The existing genetic diversity of dry beans has not been exploited fully in terms of the sources of resistance to bruchid strains found in Malawi. In a search for adaptable and effective sources of resistance to the two economically important bruchid species in Malawi, Acanthoscelides obtectus and Zabrotes subfasciatus, Malawian bean landraces were screened for both laboratory and field infestations. Due to limited seed numbers, the 135 genotypes examined were randomly divided into two sets. The first set comprised 42 and 56 genotypes which were tested separately for resistance to A.
obtectus. The second set comprising of 37 genotypes, mostly improved varieties, were tested for resistance to Z. subfasciatus. Two SMARC bean lines, SMARC 2 and SMARC 4, containing arcelin, which confer resistance to Z. subfasciatus, were included as resistant checks. First generation insects from a laboratory culture of both species were used to infest beans in the laboratory at 27-30oC and 66-70% relative humidity (RH) using a no-choice test. In other tests, insects collected from the farmers’ fields were used to infest genotypes under field conditions at 100% flowering, full podding and 95% physiological maturity. Field infestation was via a free-choice test whereby the insects had some room to choose the bean genotypes they preferred. At harvest, the pods were brought to the laboratory and were incubated for 120 d at 27-30oC and 66- 70% RH. The emerging adult insects were counted daily and grain weight loss measured. Bean resistance was measured using the Dobie susceptibility indices, which combine the number of bruchid emergence and the development period.
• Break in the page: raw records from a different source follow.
//! The ordered set of windows handled in one session.
//!
//! [`WindowsCollection`] owns the [`WindowModel`]s in the backend's stacking
//! order.  Walking through them is done with a separate
//! [`CollectionCursor`], so the controller can hold the cursor and mutate
//! models in the collection at the same time.

use crate::geometry::Rect;
use crate::model::{Change, IconImage, SizeLimits, Wid, WindowModel, WorkspaceId};
use crate::traits::PlatformBackend;
use log::debug;
use serde::{Deserialize, Serialize};
use std::collections::VecDeque;
use std::sync::Arc;

/// Errors from mutating the collection.
#[derive(Debug, thiserror::Error)]
pub enum CollectionError {
    #[error("window {0} is already in the collection")]
    Duplicate(Wid),
}

/// `(wid, title, icon)` triple for the presentation's "remaining" list.
#[derive(Debug, Clone, Serialize)]
pub struct ListingEntry {
    pub wid: Wid,
    pub title: String,
    pub icon: Option<Arc<IconImage>>,
}

/// Persisted form of one changed window.
///
/// A missing `changed` means "position unchanged"; a missing `changed_ws`
/// means "workspace unchanged".
#[derive(Debug, Clone, PartialEq, Eq, Serialize, Deserialize)]
pub struct ExportRecord {
    pub wid: Wid,
    pub rect: Rect,
    #[serde(default, skip_serializing_if = "Option::is_none")]
    pub changed: Option<Rect>,
    #[serde(default, skip_serializing_if = "Option::is_none")]
    pub changed_ws: Option<WorkspaceId>,
    pub resizable: bool,
    pub restored: bool,
    pub title: String,
    pub application: String,
    pub workspace: WorkspaceId,
}

impl From<&WindowModel> for ExportRecord {
    fn from(model: &WindowModel) -> Self {
        Self {
            wid: model.wid(),
            rect: model.rect(),
            changed: model.changed(),
            changed_ws: model.changed_ws(),
            resizable: model.resizable(),
            restored: model.restored(),
            title: model.title().to_string(),
            application: model.name().to_string(),
            workspace: model.workspace(),
        }
    }
}

/// Ordered sequence of [`WindowModel`]s.
#[derive(Debug, Default)]
pub struct WindowsCollection {
    models: Vec<WindowModel>,
    limits: SizeLimits,
    /// Bumped by [`clear`](Self::clear) so stale cursors stop yielding.
    generation: u64,
}

impl WindowsCollection {
    pub fn new(limits: SizeLimits) -> Self {
        Self {
            models: Vec::new(),
            limits,
            generation: 0,
        }
    }

    /// Build the collection from everything `backend` enumerates.
    ///
    /// Each native window goes through
    /// [`is_eligible`](PlatformBackend::is_eligible), then
    /// [`inspect`](PlatformBackend::inspect).  Windows smaller than the
    /// minimum size are left out as well.
    pub fn from_backend<B: PlatformBackend>(backend: &B, limits: SizeLimits) -> Self {
        let mut collection = Self::new(limits);
        for handle in backend.enumerate_windows() {
            if !backend.is_eligible(&handle) {
                continue;
            }
            let Some(info) = backend.inspect(&handle) else {
                continue;
            };
            if !limits.admits(&info.rect) {
                debug!("skipping {} ({}): smaller than minimum size", info.wid, info.rect);
                continue;
            }
            if let Err(e) = collection.add(WindowModel::from(info)) {
                debug!("{}", e);
            }
        }
        collection
    }

    /// Append `model`.
    pub fn add(&mut self, model: WindowModel) -> Result<(), CollectionError> {
        if self.lookup(model.wid()).is_some() {
            return Err(CollectionError::Duplicate(model.wid()));
        }
        self.models.push(model);
        Ok(())
    }

    /// Drop every model and invalidate outstanding cursors.
    pub fn clear(&mut self) {
        self.models.clear();
        self.generation += 1;
    }

    pub fn size(&self) -> usize {
        self.models.len()
    }

    pub fn is_empty(&self) -> bool {
        self.models.is_empty()
    }

    pub fn limits(&self) -> &SizeLimits {
        &self.limits
    }

    pub fn iter(&self) -> impl Iterator<Item = &WindowModel> {
        self.models.iter()
    }

    pub fn lookup(&self, wid: Wid) -> Option<&WindowModel> {
        self.models.iter().find(|m| m.wid() == wid)
    }

    fn position(&self, wid: Wid) -> Option<usize> {
        self.models.iter().position(|m| m.wid() == wid)
    }

    /// Apply `change` to the model with `wid`, using the collection's size
    /// limits.  Returns `false` if the window is unknown or the change was
    /// rejected.
    pub fn set_changed(&mut self, wid: Wid, change: Change) -> bool {
        let limits = self.limits;
        match self.models.iter_mut().find(|m| m.wid() == wid) {
            Some(model) => model.set_changed(change, &limits),
            None => false,
        }
    }

    /// Whether any model carries a pending change.
    pub fn has_changes(&self) -> bool {
        self.models.iter().any(WindowModel::is_changed)
    }

    /// Listing of every model in order, optionally without the first one.
    pub fn listing(&self, skip_first: bool) -> Vec<ListingEntry> {
        self.models
            .iter()
            .skip(usize::from(skip_first))
            .map(listing_entry)
            .collect()
    }

    /// Records for every changed window, in collection order.
    pub fn export(&self) -> Vec<ExportRecord> {
        self.models
            .iter()
            .filter(|m| m.is_changed())
            .map(ExportRecord::from)
            .collect()
    }

    /// Cursor over the whole collection, from the start.
    pub fn cursor(&self) -> CollectionCursor {
        CollectionCursor {
            generation: self.generation,
            pending: (0..self.models.len()).collect(),
            current: None,
        }
    }
}

fn listing_entry(model: &WindowModel) -> ListingEntry {
    ListingEntry {
        wid: model.wid(),
        title: model.title().to_string(),
        icon: model.icon().cloned(),
    }
}

/// Explicit iterator over a [`WindowsCollection`].
///
/// Every model is yielded at most once.  The cursor holds indices only; it
/// stops yielding once the collection it was created from is
/// [`clear`](WindowsCollection::clear)ed.
#[derive(Debug, Clone)]
pub struct CollectionCursor {
    generation: u64,
    pending: VecDeque<usize>,
    current: Option<usize>,
}

impl CollectionCursor {
    /// Move to the next model.  `None` once exhausted.
    pub fn advance<'a>(&mut self, collection: &'a WindowsCollection) -> Option<&'a WindowModel> {
        if self.generation != collection.generation {
            self.pending.clear();
            self.current = None;
            return None;
        }
        self.current = self.pending.pop_front();
        self.current.and_then(|idx| collection.models.get(idx))
    }

    /// Model the cursor currently rests on.
    pub fn current<'a>(&self, collection: &'a WindowsCollection) -> Option<&'a WindowModel> {
        if self.generation != collection.generation {
            return None;
        }
        self.current.and_then(|idx| collection.models.get(idx))
    }

    /// Re-point the cursor so the next [`advance`](Self::advance) yields
    /// `wid`.
    ///
    /// Not-yet-visited models that came before `wid` are moved behind it,
    /// so each is still yielded once.  Re-pointing to the current model
    /// queues it again.  Returns `false` if `wid` is neither pending nor
    /// current.
    pub fn repoint(&mut self, collection: &WindowsCollection, wid: Wid) -> bool {
        if self.generation != collection.generation {
            return false;
        }
        let Some(idx) = collection.position(wid) else {
            return false;
        };
        if self.current == Some(idx) {
            self.pending.push_front(idx);
            self.current = None;
            return true;
        }
        match self.pending.iter().position(|&p| p == idx) {
            Some(at) => {
                self.pending.rotate_left(at);
                true
            }
            None => false,
        }
    }

    /// Whether nothing is left to yield.
    pub fn is_exhausted(&self) -> bool {
        self.pending.is_empty()
    }

    /// Listing of the models still to come, excluding the current one.
    pub fn remaining(&self, collection: &WindowsCollection) -> Vec<ListingEntry> {
        if self.generation != collection.generation {
            return Vec::new();
        }
        self.pending
            .iter()
            .filter_map(|&idx| collection.models.get(idx))
            .map(listing_entry)
            .collect()
    }
}

//  Tests

#[cfg(test)]
mod tests {
    use super::*;
    use crate::model::tests::info;

    fn collection(n: u64) -> WindowsCollection {
        let mut c = WindowsCollection::new(SizeLimits::default());
        for wid in 1..=n {
            c.add(WindowModel::from(info(wid, Rect::new(0, 0, 400, 300), true)))
                .unwrap();
        }
        c
    }

    fn drain(cursor: &mut CollectionCursor, c: &WindowsCollection) -> Vec<u64> {
        let mut out = Vec::new();
        while let Some(m) = cursor.advance(c) {
            out.push(m.wid().0);
        }
        out
    }

    #[test]
    fn add_rejects_duplicates() {
        let mut c = collection(2);
        let dup = WindowModel::from(info(2, Rect::new(0, 0, 400, 300), true));
        assert!(c.add(dup).is_err());
        assert_eq!(c.size(), 2);
    }

    #[test]
    fn cursor_yields_each_model_once() {
        let c = collection(4);
        let mut cursor = c.cursor();
        assert_eq!(drain(&mut cursor, &c), vec![1, 2, 3, 4]);
        assert!(cursor.advance(&c).is_none());
        assert!(cursor.is_exhausted());
    }

    #[test]
    fn clear_invalidates_cursor() {
        let mut c = collection(3);
        let mut cursor = c.cursor();
        cursor.advance(&c);
        c.clear();
        assert_eq!(c.size(), 0);
        assert!(cursor.advance(&c).is_none());
    }

    #[test]
    fn repoint_moves_skipped_models_behind() {
        let c = collection(5);
        let mut cursor = c.cursor();
        assert_eq!(cursor.advance(&c).map(|m| m.wid().0), Some(1));
        assert!(cursor.repoint(&c, Wid(4)));
        assert_eq!(drain(&mut cursor, &c), vec![4, 5, 2, 3]);
    }

    #[test]
    fn repoint_current_restarts_it() {
        let c = collection(3);
        let mut cursor = c.cursor();
        cursor.advance(&c);
        cursor.advance(&c);
        assert!(cursor.repoint(&c, Wid(2)));
        assert_eq!(drain(&mut cursor, &c), vec![2, 3]);
    }

    #[test]
    fn repoint_to_visited_or_unknown_fails() {
        let c = collection(3);
        let mut cursor = c.cursor();
        cursor.advance(&c);
        cursor.advance(&c);
        assert!(!cursor.repoint(&c, Wid(1)));
        assert!(!cursor.repoint(&c, Wid(99)));
    }

    #[test]
    fn remaining_excludes_current() {
        let c = collection(3);
        let mut cursor = c.cursor();
        cursor.advance(&c);
        let wids: Vec<u64> = cursor.remaining(&c).iter().map(|e| e.wid.0).collect();
        assert_eq!(wids, vec![2, 3]);
        let all: Vec<u64> = c.listing(true).iter().map(|e| e.wid.0).collect();
        assert_eq!(all, vec![2, 3]);
    }

    #[test]
    fn export_only_changed_models() {
        let mut c = collection(3);
        assert!(!c.has_changes());
        assert!(c.set_changed(Wid(2), Change::position(10, 10)));
        assert!(c.set_changed(Wid(3), Change::Workspace(WorkspaceId(1001))));
        let records = c.export();
        assert_eq!(records.len(), 2);
        assert_eq!(records[0].wid, Wid(2));
        assert_eq!(records[0].changed, Some(Rect::new(10, 10, 400, 300)));
        assert_eq!(records[0].changed_ws, None);
        assert_eq!(records[1].changed, None);
        assert_eq!(records[1].changed_ws, Some(WorkspaceId(1001)));

        let json = serde_json::to_value(&records[1]).unwrap();
        assert!(json.get("changed").is_none());
        assert_eq!(json["changed_ws"], 1001);
    }
}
Results of the study showed that there was wide variation among the bean genotypes for resistance/susceptibility to both insects, thus providing an opportunity for selection. A few genotypes displayed high levels of resistance but 83% of the tested lines were highly susceptible to Z. subfasciatus, while 50% of the tested lines were highly susceptible to A. obtectus. None of the improved cultivars were resistant. However, a landrace, KK35 consistently showed high resistance to the two bruchid species. Two
other landraces, KK73 and KK90, displayed stable resistance to A. obtectus under both laboratory and field infestations. Performance of most genotypes was not consistent between laboratory and field tests, suggesting that resistance mechanisms could be different and that laboratory screening should always be validated by field screening.
The seed coat played a significant role in conferring resistance to both bruchid species in this study.